More than a decade after the U.S. Supreme Court decided its biggest sexual harassment and hostile work-environment cases, women are still filing and winning sexual harassment lawsuits. Many of them could easily have been prevented had HR and upper-leveltaken regular, surprise walks through the factory floor and other work areas.
Recent case: Lynnette Harris worked as an electrician for a large municipal government—and was one of the few women working in a male-dominated profession. Things went well enough until Harris found herself transferred to the city’s electric motor shop under a new supervisor.
At the shop, Harris saw pictures of scantily clad and nude women on walls, in cubicles and even under the protective glass that covered the break-room table. She also heard the words “troublemaker,” “bitch,” “whore” and worse almost daily. She complained to her supervisor, who then called a group meeting.
It didn’t go well. At the meeting, a co-worker called Harris a bitch. When she objected, the co-worker asked their boss whether there was a rule against using the word. When told there was not, he then continued calling Harris a bitch.

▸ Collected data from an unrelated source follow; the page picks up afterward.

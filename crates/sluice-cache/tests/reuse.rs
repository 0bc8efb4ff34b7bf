//! Reuse decisions against real files.

use std::path::PathBuf;

use sluice_cache::{DatasetRegistry, ExecLog, ResultCache, ReuseDecision, hash_file};
use sluice_pipeline::{ImageRef, Method, MethodId, Reusability};

fn method(reusable: Reusability) -> Method {
  Method {
    id: MethodId::new("sort", 1),
    driver: "sort.sh".to_string(),
    image: ImageRef {
      path: PathBuf::from("/images/sort.simg"),
      app: None,
      steps: Vec::new(),
    },
    inputs: vec!["in".to_string()],
    outputs: vec!["out".to_string()],
    threads: 1,
    memory_mb: 0,
    reusable,
  }
}

#[test]
fn test_reuse_then_recover_after_purge() {
  let dir = tempfile::tempdir().expect("failed to create temp dir");
  let input = dir.path().join("input.txt");
  let output = dir.path().join("output.txt");
  std::fs::write(&input, b"b\na\n").expect("write input");
  std::fs::write(&output, b"a\nb\n").expect("write output");

  let datasets = DatasetRegistry::new();
  let cache = ResultCache::new();
  let m = method(Reusability::Deterministic);
  let hashes = vec![hash_file(&input).expect("hash input")];

  assert_eq!(cache.decide(&m, &hashes, &datasets), ReuseDecision::Miss);

  let record = cache.insert(m.id.clone(), hashes.clone(), Vec::new());
  let out = datasets.register_file(&output).expect("register output");
  let mut log = ExecLog::start();
  log.finish(Some(0));
  cache
    .complete(record.id, vec![out.id], log.log_id)
    .expect("complete record");

  match cache.decide(&m, &hashes, &datasets) {
    ReuseDecision::Reuse(found) => assert_eq!(found.id, record.id),
    other => panic!("expected reuse, got {:?}", other),
  }

  datasets.purge(out.id).expect("purge output");
  match cache.decide(&m, &hashes, &datasets) {
    ReuseDecision::Recover(found) => assert_eq!(found.outputs, vec![out.id]),
    other => panic!("expected recover, got {:?}", other),
  }
}

#[test]
fn test_non_reusable_method_always_misses() {
  let datasets = DatasetRegistry::new();
  let cache = ResultCache::new();
  let m = method(Reusability::NonReusable);
  let hashes = vec![sluice_cache::hash_bytes(b"x")];

  let record = cache.insert(m.id.clone(), hashes.clone(), Vec::new());
  cache
    .complete(record.id, Vec::new(), uuid_for_test())
    .expect("complete record");

  assert!(cache.find_reusable(&m.id, &hashes).is_some());
  assert_eq!(cache.decide(&m, &hashes, &datasets), ReuseDecision::Miss);
}

fn uuid_for_test() -> uuid::Uuid {
  ExecLog::start().log_id
}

Harris complained to HR, which conducted an inspection. Sure enough, the city decreed that the posters had to come down and the name-calling had to stop.
Then Harris sued, alleging a sexually hostile work environment.
The 4th Circuit Court of Appeals ordered a trial, concluding that the environment Harris described could certainly be considered sexually hostile. (Harris v. Mayor of Baltimore, et al., No. 09-1446, 4th Cir., 2011)
Final note: The city may be liable because it could have prevented the problem with training and earlier inspections.